Art Fairs
See The 7 Best Booths at ARCOMadrid
Don't have time to see the fair's 218 stands? These are the ones you can't miss.
Don't have time to see the fair's 218 stands? These are the ones you can't miss.
Lorena Muñoz-Alonso ShareShare This Article
ARCOMadrid, Spain’s top, oldest, and biggest contemporary art fair, launched its 34th edition yesterday with 218 galleries from 29 countries. As the doors opened to VIPs, the aisles were busy, but the mood quiet and expectant. No heated rushes like at Frieze or Art Basel here. ARCO is a fair where, in true Spanish laid-back style, browsing and thinking is encouraged, and long-breaks in the VIP area, customary.

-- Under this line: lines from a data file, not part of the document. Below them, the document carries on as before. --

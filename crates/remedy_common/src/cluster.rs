//! Cluster gateway contract.
//!
//! The workflow engine never talks to Kubernetes directly; it goes
//! through this trait. No particular client library is prescribed - the
//! daemon ships a kubectl-backed implementation and an in-memory one for
//! tests, and any client satisfying this contract plugs in.

use async_trait::async_trait;
use serde::{Deserialize, Serialize};
use thiserror::Error;

use crate::execution::ChangeSummary;
use crate::incident::{ResourceRef, Severity};
use crate::runbook::FixKind;

/// Point-in-time view of one resource.
#[derive(Debug, Clone, Serialize, Deserialize)]
#[serde(rename_all = "camelCase")]
pub struct ResourceSnapshot {
    pub resource: ResourceRef,
    /// Current spec as reported by the API server, used for diff
    /// rendering.
    pub spec: serde_json::Value,
    #[serde(skip_serializing_if = "Option::is_none")]
    pub replicas: Option<u32>,
    pub restart_count: u32,
    pub ready: bool,
    pub phase: String,
}

/// A raw cluster event. Timestamps arrive as raw strings and are
/// normalized by the evidence aggregator, not here.
#[derive(Debug, Clone, Serialize, Deserialize)]
#[serde(rename_all = "camelCase")]
pub struct ClusterEvent {
    pub reason: String,
    pub message: String,
    pub severity: Severity,
    pub timestamp: String,
    pub count: u32,
}

/// One metric observation for the target resource.
#[derive(Debug, Clone, Serialize, Deserialize)]
#[serde(rename_all = "camelCase")]
pub struct MetricSample {
    pub name: String,
    pub value: f64,
    pub unit: String,
}

/// Latest liveness/readiness probe outcome.
#[derive(Debug, Clone, Serialize, Deserialize)]
#[serde(rename_all = "camelCase")]
pub struct ProbeStatus {
    pub probe: String,
    pub healthy: bool,
    pub detail: String,
}

/// One recorded change to a watched resource, pre-normalization.
#[derive(Debug, Clone, Serialize, Deserialize)]
#[serde(rename_all = "camelCase")]
pub struct ChangeRecord {
    pub change_type: String,
    pub timestamp: String,
    pub resource: ResourceRef,
    pub severity: Severity,
    pub reason: String,
    pub message: String,
}

/// A fully-resolved mutation ready for dry-run or execution.
#[derive(Debug, Clone, Serialize, Deserialize)]
#[serde(rename_all = "camelCase")]
pub struct MutationRequest {
    pub fix_id: String,
    pub kind: FixKind,
    pub target: ResourceRef,
    /// The rendered command, equivalent to what an operator would run.
    pub command: String,
}

/// Result of a dry-run or apply that the API server accepted.
#[derive(Debug, Clone, Serialize, Deserialize)]
#[serde(rename_all = "camelCase")]
pub struct MutationReport {
    pub message: String,
    pub changes: ChangeSummary,
    pub stdout: Vec<String>,
    pub stderr: Vec<String>,
}

/// Failures at the cluster boundary.
#[derive(Error, Debug)]
pub enum GatewayError {
    #[error("resource not found: {0}")]
    NotFound(ResourceRef),

    /// The API server rejected the request (validation, admission,
    /// conflict). Carries the server's message verbatim.
    #[error("{0}")]
    Rejected(String),

    #[error("cluster unreachable: {0}")]
    Unreachable(String),

    #[error("permission denied: {0}")]
    PermissionDenied(String),
}

/// Read and mutate operations the workflow engine needs from a cluster.
///
/// All reads are side-effect free. `dry_run` must not mutate cluster
/// state; `apply` is the single mutating entry point.
#[async_trait]
pub trait ClusterGateway: Send + Sync {
    async fn fetch_resource(&self, target: &ResourceRef) -> Result<ResourceSnapshot, GatewayError>;

    async fn list_events(
        &self,
        target: &ResourceRef,
        lookback_minutes: u32,
    ) -> Result<Vec<ClusterEvent>, GatewayError>;

    async fn tail_logs(
        &self,
        target: &ResourceRef,
        lines: usize,
    ) -> Result<Vec<String>, GatewayError>;

    async fn read_metrics(&self, target: &ResourceRef) -> Result<Vec<MetricSample>, GatewayError>;

    async fn change_history(
        &self,
        target: &ResourceRef,
        lookback_minutes: u32,
    ) -> Result<Vec<ChangeRecord>, GatewayError>;

    async fn probe_status(&self, target: &ResourceRef) -> Result<Vec<ProbeStatus>, GatewayError>;

    /// Server-side dry-run of the mutation. Must leave the cluster
    /// untouched.
    async fn dry_run(&self, request: &MutationRequest) -> Result<MutationReport, GatewayError>;

    /// Perform the real mutation.
    async fn apply(&self, request: &MutationRequest) -> Result<MutationReport, GatewayError>;
}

This year, it’s all about Latin America. Colombia is the 2015 edition’s guest country, and its presence can be felt not just at at the fair but all over the city, with numerous exhibitions devoted to Colombian artists in local galleries and institutions. Contemporary Colombian art poster boy Oscar Murillo is showing both at the fair, with the gallery Carlos/Ishikawa, and at the new Centro Cultural Daoíz y Velarde, which is hosting the artist’s first solo show in Spain (see Oscar Murillo Installation Censored by Overzealous Museum Guard in Madrid).
Overall, the presence of Latin American galleries has increased a whopping 52 percent this year, to a total of 47 galleries from 10 different countries. But there’s more to ARCO than Latin America, and the tantalizing selection of European galleries featured in this edition—Air de Paris, Southard Reid, Carlos/Ishikawa, Aanant & Zoo, and Jocelyn Wolff, to name but a few—are testimony to ARCO’s renewed ambition to hold its own within European art fairs’ top tier.
See below seven booths that truly stood out in the 2015 edition of ARCOMadrid:
1. Michael Müller’s solo presentation, staged as a collaboration between the two Berlin-based galleries, Thomas Schulte and Aanant & Zoo, was as an absolute joy to behold. Müller’s mix of Greek-style marbles, organic ceramics, and automatic painting, framed in fuchsia walls and carpet, stole the show.
2. Another shared booth, this time between the Madrid-based gallery Heinrich Ehrhardt and the Frankfurt-based Bärbel Grässlin, features works by Günther Förg, Heimo Zobernig, Andreas Slominski, and a hilarious cupboard-shaped sculpture by Tobias Rehberger, which passers-by were invited to enter.
3. Air de Paris was much praised for the dialogue it staged between Mexican artist Adriana Lara and Portuguese Leonor Antunes. Their shared use of organic materials (leather, wood, and fabric) and references to Modernism and craftsmanship, made for an eye-catching display.
4. In the fair’s Solo Projects section, the revelation was Argentinian artist Adriana Minoliti at the Panama-based gallery DiabloRosso. Her installation Sexy Metaphysics explores the intersections of geometry, sexuality, the avant-gardes, and the jungle in riotous and vibrant paintings.
6. At the Opening section, devoted to young, emerging galleries, Paris-based Antoine Levi and Sultana delighted with their shared presentation of the exquisite Latvian artist Ola Vasiljeva and the Mexican Pia Camil, which combined their interests in the exploration of surreal objects and the staging of everyday life.
7. The mighty Helga de Alvear, one of Spain’s largest and most reputed galleries, went big with a humongous booth divided in two, showcasing solo presentations by Candida Höfer and Katharina Grosse. The latter presented a huge floor sculpture, which looked like a fallen tree gone digital, framed by several paintings.